In the records that follow, find each line with the word "service" and copy it.

§ DATA TO PROCESS

• • • • • • •

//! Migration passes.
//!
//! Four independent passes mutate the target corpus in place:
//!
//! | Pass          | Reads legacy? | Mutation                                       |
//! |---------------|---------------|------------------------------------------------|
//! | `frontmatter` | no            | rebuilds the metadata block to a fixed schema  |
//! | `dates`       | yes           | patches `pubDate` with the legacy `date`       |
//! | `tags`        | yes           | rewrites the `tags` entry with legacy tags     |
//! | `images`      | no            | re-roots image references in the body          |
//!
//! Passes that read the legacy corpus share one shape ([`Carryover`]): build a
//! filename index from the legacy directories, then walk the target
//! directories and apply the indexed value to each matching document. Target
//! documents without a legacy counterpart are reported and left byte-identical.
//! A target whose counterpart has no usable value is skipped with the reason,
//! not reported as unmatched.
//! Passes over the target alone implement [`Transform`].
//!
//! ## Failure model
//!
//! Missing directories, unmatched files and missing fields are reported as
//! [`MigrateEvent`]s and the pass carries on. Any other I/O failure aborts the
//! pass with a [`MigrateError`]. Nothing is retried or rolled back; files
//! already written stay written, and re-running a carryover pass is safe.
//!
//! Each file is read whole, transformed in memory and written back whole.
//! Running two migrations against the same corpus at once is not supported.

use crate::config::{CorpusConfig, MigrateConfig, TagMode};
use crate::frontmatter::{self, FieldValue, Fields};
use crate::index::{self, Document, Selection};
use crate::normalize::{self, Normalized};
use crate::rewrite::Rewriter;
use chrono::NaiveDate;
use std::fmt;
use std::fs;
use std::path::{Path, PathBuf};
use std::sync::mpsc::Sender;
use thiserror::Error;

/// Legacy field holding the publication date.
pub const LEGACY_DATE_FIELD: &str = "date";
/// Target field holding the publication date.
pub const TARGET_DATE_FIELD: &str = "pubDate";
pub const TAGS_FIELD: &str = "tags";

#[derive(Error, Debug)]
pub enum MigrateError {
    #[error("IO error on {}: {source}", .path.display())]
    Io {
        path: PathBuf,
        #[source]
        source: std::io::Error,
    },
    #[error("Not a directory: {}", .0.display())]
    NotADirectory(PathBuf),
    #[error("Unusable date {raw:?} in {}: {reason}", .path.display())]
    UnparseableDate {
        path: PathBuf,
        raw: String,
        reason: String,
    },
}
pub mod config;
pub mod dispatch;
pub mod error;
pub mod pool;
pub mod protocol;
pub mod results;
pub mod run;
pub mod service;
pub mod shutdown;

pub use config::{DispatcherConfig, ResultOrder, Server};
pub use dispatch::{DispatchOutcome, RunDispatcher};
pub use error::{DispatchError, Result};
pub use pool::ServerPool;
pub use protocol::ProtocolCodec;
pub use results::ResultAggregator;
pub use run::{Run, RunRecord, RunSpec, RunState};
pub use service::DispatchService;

• • • • • • •

§ EXERCISE SOLUTION
pub mod service;
pub use service::DispatchService;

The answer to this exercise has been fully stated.